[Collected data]
|---|

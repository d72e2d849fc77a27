//! Engine configuration
//!
//! Fixed settings the processor reads once at instantiation. Every field has
//! a default, so a partial JSON document only overrides what it names.

use std::path::Path;

use serde::{Deserialize, Serialize};

use crate::error::{NeuralFxError, Result};

/// File name looked up inside the bundle directory
pub const DEFAULT_MODEL_FILE_NAME: &str = "model.json";

/// Number of zero samples run through the model before real audio
pub const DEFAULT_PREROLL_SAMPLES: usize = 2048;

/// DC blocker cutoff in Hz
pub const DEFAULT_DC_CUTOFF_HZ: f32 = 35.0;

/// What the active path outputs when no model could be loaded
#[derive(Debug, Clone, Copy, PartialEq, Eq, Default, Serialize, Deserialize)]
#[serde(rename_all = "snake_case")]
pub enum UnloadedPolicy {
    /// Zero-fill the output buffer
    #[default]
    Silence,
    /// Copy the input buffer unchanged
    Passthrough,
}

/// Processor configuration
#[derive(Debug, Clone, PartialEq, Serialize, Deserialize)]
#[serde(default)]
pub struct EngineConfig {
    /// Model document name, relative to the bundle path
    pub model_file_name: String,
    /// Warm-up length driven through the model after reset
    pub preroll_samples: usize,
    /// High-pass cutoff of the post filter
    pub dc_cutoff_hz: f32,
    /// Output of the active path while unloaded
    pub unloaded_policy: UnloadedPolicy,
}

impl Default for EngineConfig {
    fn default() -> Self {
        Self {
            model_file_name: DEFAULT_MODEL_FILE_NAME.to_string(),
            preroll_samples: DEFAULT_PREROLL_SAMPLES,
            dc_cutoff_hz: DEFAULT_DC_CUTOFF_HZ,
            unloaded_policy: UnloadedPolicy::default(),
        }
    }
}

impl EngineConfig {
    /// Read a configuration from a JSON file and validate it
    pub fn from_path(path: &Path) -> Result<Self> {
        if !path.exists() {
            return Err(NeuralFxError::FileNotFound {
                path: path.display().to_string(),
            });
        }

        let content = std::fs::read_to_string(path)?;
        let config: EngineConfig = serde_json::from_str(&content)?;
        config.validate()?;
        Ok(config)
    }

    /// Check the settings are usable
    pub fn validate(&self) -> Result<()> {
        if self.model_file_name.trim().is_empty() {
            return Err(NeuralFxError::InvalidConfig {
                reason: "model_file_name must not be empty".to_string(),
            });
        }

        if !self.dc_cutoff_hz.is_finite() || self.dc_cutoff_hz <= 0.0 {
            return Err(NeuralFxError::InvalidConfig {
                reason: format!(
                    "dc_cutoff_hz must be a positive frequency, got {}",
                    self.dc_cutoff_hz
                ),
            });
        }

        Ok(())
    }
}

#[cfg(test)]
mod tests {
    use super::*;
    use pretty_assertions::assert_eq;
    use tempfile::tempdir;

    #[test]
    fn test_defaults() {
        let config = EngineConfig::default();
        assert_eq!(config.model_file_name, "model.json");
        assert_eq!(config.preroll_samples, 2048);
        assert_eq!(config.dc_cutoff_hz, 35.0);
        assert_eq!(config.unloaded_policy, UnloadedPolicy::Silence);
    }

    #[test]
    fn test_partial_document_keeps_defaults() {
        let config: EngineConfig =
            serde_json::from_str(r#"{ "unloaded_policy": "passthrough" }"#).unwrap();
        assert_eq!(
            config,
            EngineConfig {
                unloaded_policy: UnloadedPolicy::Passthrough,
                ..EngineConfig::default()
            }
        );
    }

    #[test]
    fn test_from_path() {
        let dir = tempdir().unwrap();
        let path = dir.path().join("engine.json");
        std::fs::write(&path, r#"{ "model_file_name": "amp.json", "preroll_samples": 64 }"#)
            .unwrap();

        let config = EngineConfig::from_path(&path).unwrap();
        assert_eq!(config.model_file_name, "amp.json");
        assert_eq!(config.preroll_samples, 64);
    }

    #[test]
    fn test_missing_file() {
        let err = EngineConfig::from_path(Path::new("/nonexistent/engine.json")).unwrap_err();
        assert_eq!(err.error_code(), "FILE_NOT_FOUND");
    }

    #[test]
    fn test_rejects_bad_cutoff() {
        let config = EngineConfig {
            dc_cutoff_hz: 0.0,
            ..EngineConfig::default()
        };
        assert!(config.validate().is_err());
    }
}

|---|

* _Task instructions_
Your reply should contain each entry, copied without alteration.

* _Written solution_
repository d72e2d849fc77a27
//! Engine configuration
//!
//! Fixed settings the processor reads once at instantiation. Every field has
//! a default, so a partial JSON document only overrides what it names.

use std::path::Path;

use serde::{Deserialize, Serialize};

use crate::error::{NeuralFxError, Result};

/// File name looked up inside the bundle directory
pub const DEFAULT_MODEL_FILE_NAME: &str = "model.json";

/// Number of zero samples run through the model before real audio
pub const DEFAULT_PREROLL_SAMPLES: usize = 2048;

/// DC blocker cutoff in Hz
pub const DEFAULT_DC_CUTOFF_HZ: f32 = 35.0;

/// What the active path outputs when no model could be loaded
#[derive(Debug, Clone, Copy, PartialEq, Eq, Default, Serialize, Deserialize)]
#[serde(rename_all = "snake_case")]
pub enum UnloadedPolicy {
    /// Zero-fill the output buffer
    #[default]
    Silence,
    /// Copy the input buffer unchanged
    Passthrough,
}

/// Processor configuration
#[derive(Debug, Clone, PartialEq, Serialize, Deserialize)]
#[serde(default)]
pub struct EngineConfig {
    /// Model document name, relative to the bundle path
    pub model_file_name: String,
    /// Warm-up length driven through the model after reset
    pub preroll_samples: usize,
    /// High-pass cutoff of the post filter
    pub dc_cutoff_hz: f32,
    /// Output of the active path while unloaded
    pub unloaded_policy: UnloadedPolicy,
}

impl Default for EngineConfig {
    fn default() -> Self {
        Self {
            model_file_name: DEFAULT_MODEL_FILE_NAME.to_string(),
            preroll_samples: DEFAULT_PREROLL_SAMPLES,
            dc_cutoff_hz: DEFAULT_DC_CUTOFF_HZ,
            unloaded_policy: UnloadedPolicy::default(),
        }
    }
}

impl EngineConfig {
    /// Read a configuration from a JSON file and validate it
    pub fn from_path(path: &Path) -> Result<Self> {
        if !path.exists() {
            return Err(NeuralFxError::FileNotFound {
                path: path.display().to_string(),
            });
        }

        let content = std::fs::read_to_string(path)?;
        let config: EngineConfig = serde_json::from_str(&content)?;
        config.validate()?;
        Ok(config)
    }

    /// Check the settings are usable
    pub fn validate(&self) -> Result<()> {
        if self.model_file_name.trim().is_empty() {
            return Err(NeuralFxError::InvalidConfig {
                reason: "model_file_name must not be empty".to_string(),
            });
        }

        if !self.dc_cutoff_hz.is_finite() || self.dc_cutoff_hz <= 0.0 {
            return Err(NeuralFxError::InvalidConfig {
                reason: format!(
                    "dc_cutoff_hz must be a positive frequency, got {}",
                    self.dc_cutoff_hz
                ),
            });
        }

        Ok(())
    }
}

#[cfg(test)]
mod tests {
    use super::*;
    use pretty_assertions::assert_eq;
    use tempfile::tempdir;

    #[test]
    fn test_defaults() {
        let config = EngineConfig::default();
        assert_eq!(config.model_file_name, "model.json");
        assert_eq!(config.preroll_samples, 2048);
        assert_eq!(config.dc_cutoff_hz, 35.0);
        assert_eq!(config.unloaded_policy, UnloadedPolicy::Silence);
    }

    #[test]
    fn test_partial_document_keeps_defaults() {
        let config: EngineConfig =
            serde_json::from_str(r#"{ "unloaded_policy": "passthrough" }"#).unwrap();
        assert_eq!(
            config,
            EngineConfig {
                unloaded_policy: UnloadedPolicy::Passthrough,
                ..EngineConfig::default()
            }
        );
    }

    #[test]
    fn test_from_path() {
        let dir = tempdir().unwrap();
        let path = dir.path().join("engine.json");
        std::fs::write(&path, r#"{ "model_file_name": "amp.json", "preroll_samples": 64 }"#)
            .unwrap();

        let config = EngineConfig::from_path(&path).unwrap();
        assert_eq!(config.model_file_name, "amp.json");
        assert_eq!(config.preroll_samples, 64);
    }

    #[test]
    fn test_missing_file() {
        let err = EngineConfig::from_path(Path::new("/nonexistent/engine.json")).unwrap_err();
        assert_eq!(err.error_code(), "FILE_NOT_FOUND");
    }

    #[test]
    fn test_rejects_bad_cutoff() {
        let config = EngineConfig {
            dc_cutoff_hz: 0.0,
            ..EngineConfig::default()
        };
        assert!(config.validate().is_err());
    }
}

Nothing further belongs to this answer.